- INSTRUCTIONS TO FOLLOW
Restating every entry exactly is the whole task.

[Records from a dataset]
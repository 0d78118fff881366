//! Condition syntax tree.

use pfrcheck_types::FieldPath;
use std::collections::BTreeSet;
use std::fmt;

#[derive(Clone, Debug, PartialEq, Eq)]
pub enum Expr {
    Int(u64),
    Bool(bool),
    /// A register field (`CFPA.VERSION`) or a named predicate (`is_rotkh_valid`).
    Field(FieldPath),
    Not(Box<Expr>),
    And(Box<Expr>, Box<Expr>),
    Or(Box<Expr>, Box<Expr>),
    Compare {
        op: CompareOp,
        lhs: Box<Expr>,
        rhs: Box<Expr>,
    },
    Bitwise {
        op: BitOp,
        lhs: Box<Expr>,
        rhs: Box<Expr>,
    },
    Complement(Box<Expr>),
}

#[derive(Clone, Copy, Debug, PartialEq, Eq)]
pub enum CompareOp {
    Eq,
    Ne,
    Lt,
    Le,
    Gt,
    Ge,
}

#[derive(Clone, Copy, Debug, PartialEq, Eq)]
pub enum BitOp {
    And,
    Or,
    Xor,
    Shl,
    Shr,
}

impl CompareOp {
    pub fn symbol(self) -> &'static str {
        match self {
            CompareOp::Eq => "==",
            CompareOp::Ne => "!=",
            CompareOp::Lt => "<",
            CompareOp::Le => "<=",
            CompareOp::Gt => ">",
            CompareOp::Ge => ">=",
        }
    }
}

impl BitOp {
    pub fn symbol(self) -> &'static str {
        match self {
            BitOp::And => "&",
            BitOp::Or => "|",
            BitOp::Xor => "^",
            BitOp::Shl => "<<",
            BitOp::Shr => ">>",
        }
    }
}

impl Expr {
    /// Every field path the expression references, in sorted order.
    pub fn fields(&self) -> BTreeSet<&FieldPath> {
        let mut out = BTreeSet::new();
        self.collect_fields(&mut out);
        out
    }

    fn collect_fields<'a>(&'a self, out: &mut BTreeSet<&'a FieldPath>) {
        match self {
            Expr::Int(_) | Expr::Bool(_) => {}
            Expr::Field(p) => {
                out.insert(p);
            }
            Expr::Not(e) | Expr::Complement(e) => e.collect_fields(out),
            Expr::And(l, r) | Expr::Or(l, r) => {
                l.collect_fields(out);
                r.collect_fields(out);
            }
            Expr::Compare { lhs, rhs, .. } | Expr::Bitwise { lhs, rhs, .. } => {
                lhs.collect_fields(out);
                rhs.collect_fields(out);
            }
        }
    }
}

/// Fully parenthesized rendering; parsing the output yields the same tree.
impl fmt::Display for Expr {
    fn fmt(&self, f: &mut fmt::Formatter<'_>) -> fmt::Result {
        match self {
            Expr::Int(v) => write!(f, "{v}"),
            Expr::Bool(b) => write!(f, "{b}"),
            Expr::Field(p) => write!(f, "{p}"),
            Expr::Not(e) => write!(f, "(not {e})"),
            Expr::Complement(e) => write!(f, "(~{e})"),
            Expr::And(l, r) => write!(f, "({l} and {r})"),
            Expr::Or(l, r) => write!(f, "({l} or {r})"),
            Expr::Compare { op, lhs, rhs } => write!(f, "({lhs} {} {rhs})", op.symbol()),
            Expr::Bitwise { op, lhs, rhs } => write!(f, "({lhs} {} {rhs})", op.symbol()),
        }
    }
}
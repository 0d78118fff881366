use pfrcheck_expr::{Condition, ConditionSyntaxError, is_disabled_marker};
use pfrcheck_types::Rule;

/// How a rule participates in evaluation.
#[derive(Clone, Debug, PartialEq, Eq)]
pub enum RuleState {
    Enabled(Condition),
    /// The rule file marks this rule as not yet enforced (`0 != 0`).
    Disabled,
    /// The condition does not parse. Isolated to this rule.
    Invalid(ConditionSyntaxError),
}

#[derive(Clone, Debug, PartialEq, Eq)]
pub struct CompiledRule {
    pub rule: Rule,
    pub state: RuleState,
}

impl CompiledRule {
    pub fn compile(rule: Rule) -> Self {
        let state = if is_disabled_marker(&rule.condition) {
            RuleState::Disabled
        } else {
            match Condition::compile(&rule.condition) {
                Ok(cond) => RuleState::Enabled(cond),
                Err(err) => {
                    tracing::warn!(req_id = %rule.id, error = %err, "rule condition does not compile");
                    RuleState::Invalid(err)
                }
            }
        };
        Self { rule, state }
    }

    pub fn is_disabled(&self) -> bool {
        matches!(self.state, RuleState::Disabled)
    }
}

- OUTPUT
repository 0d78118fff881366
//! Condition syntax tree.

use pfrcheck_types::FieldPath;
use std::collections::BTreeSet;
use std::fmt;

#[derive(Clone, Debug, PartialEq, Eq)]
pub enum Expr {
    Int(u64),
    Bool(bool),
    /// A register field (`CFPA.VERSION`) or a named predicate (`is_rotkh_valid`).
    Field(FieldPath),
    Not(Box<Expr>),
    And(Box<Expr>, Box<Expr>),
    Or(Box<Expr>, Box<Expr>),
    Compare {
        op: CompareOp,
        lhs: Box<Expr>,
        rhs: Box<Expr>,
    },
    Bitwise {
        op: BitOp,
        lhs: Box<Expr>,
        rhs: Box<Expr>,
    },
    Complement(Box<Expr>),
}

#[derive(Clone, Copy, Debug, PartialEq, Eq)]
pub enum CompareOp {
    Eq,
    Ne,
    Lt,
    Le,
    Gt,
    Ge,
}

#[derive(Clone, Copy, Debug, PartialEq, Eq)]
pub enum BitOp {
    And,
    Or,
    Xor,
    Shl,
    Shr,
}

impl CompareOp {
    pub fn symbol(self) -> &'static str {
        match self {
            CompareOp::Eq => "==",
            CompareOp::Ne => "!=",
            CompareOp::Lt => "<",
            CompareOp::Le => "<=",
            CompareOp::Gt => ">",
            CompareOp::Ge => ">=",
        }
    }
}

impl BitOp {
    pub fn symbol(self) -> &'static str {
        match self {
            BitOp::And => "&",
            BitOp::Or => "|",
            BitOp::Xor => "^",
            BitOp::Shl => "<<",
            BitOp::Shr => ">>",
        }
    }
}

impl Expr {
    /// Every field path the expression references, in sorted order.
    pub fn fields(&self) -> BTreeSet<&FieldPath> {
        let mut out = BTreeSet::new();
        self.collect_fields(&mut out);
        out
    }

    fn collect_fields<'a>(&'a self, out: &mut BTreeSet<&'a FieldPath>) {
        match self {
            Expr::Int(_) | Expr::Bool(_) => {}
            Expr::Field(p) => {
                out.insert(p);
            }
            Expr::Not(e) | Expr::Complement(e) => e.collect_fields(out),
            Expr::And(l, r) | Expr::Or(l, r) => {
                l.collect_fields(out);
                r.collect_fields(out);
            }
            Expr::Compare { lhs, rhs, .. } | Expr::Bitwise { lhs, rhs, .. } => {
                lhs.collect_fields(out);
                rhs.collect_fields(out);
            }
        }
    }
}

/// Fully parenthesized rendering; parsing the output yields the same tree.
impl fmt::Display for Expr {
    fn fmt(&self, f: &mut fmt::Formatter<'_>) -> fmt::Result {
        match self {
            Expr::Int(v) => write!(f, "{v}"),
            Expr::Bool(b) => write!(f, "{b}"),
            Expr::Field(p) => write!(f, "{p}"),
            Expr::Not(e) => write!(f, "(not {e})"),
            Expr::Complement(e) => write!(f, "(~{e})"),
            Expr::And(l, r) => write!(f, "({l} and {r})"),
            Expr::Or(l, r) => write!(f, "({l} or {r})"),
            Expr::Compare { op, lhs, rhs } => write!(f, "({lhs} {} {rhs})", op.symbol()),
            Expr::Bitwise { op, lhs, rhs } => write!(f, "({lhs} {} {rhs})", op.symbol()),
        }
    }
}
repository 0d78118fff881366
use pfrcheck_expr::{Condition, ConditionSyntaxError, is_disabled_marker};
use pfrcheck_types::Rule;

/// How a rule participates in evaluation.
#[derive(Clone, Debug, PartialEq, Eq)]
pub enum RuleState {
    Enabled(Condition),
    /// The rule file marks this rule as not yet enforced (`0 != 0`).
    Disabled,
    /// The condition does not parse. Isolated to this rule.
    Invalid(ConditionSyntaxError),
}

#[derive(Clone, Debug, PartialEq, Eq)]
pub struct CompiledRule {
    pub rule: Rule,
    pub state: RuleState,
}

impl CompiledRule {
    pub fn compile(rule: Rule) -> Self {
        let state = if is_disabled_marker(&rule.condition) {
            RuleState::Disabled
        } else {
            match Condition::compile(&rule.condition) {
                Ok(cond) => RuleState::Enabled(cond),
                Err(err) => {
                    tracing::warn!(req_id = %rule.id, error = %err, "rule condition does not compile");
                    RuleState::Invalid(err)
                }
            }
        };
        Self { rule, state }
    }

    pub fn is_disabled(&self) -> bool {
        matches!(self.state, RuleState::Disabled)
    }
}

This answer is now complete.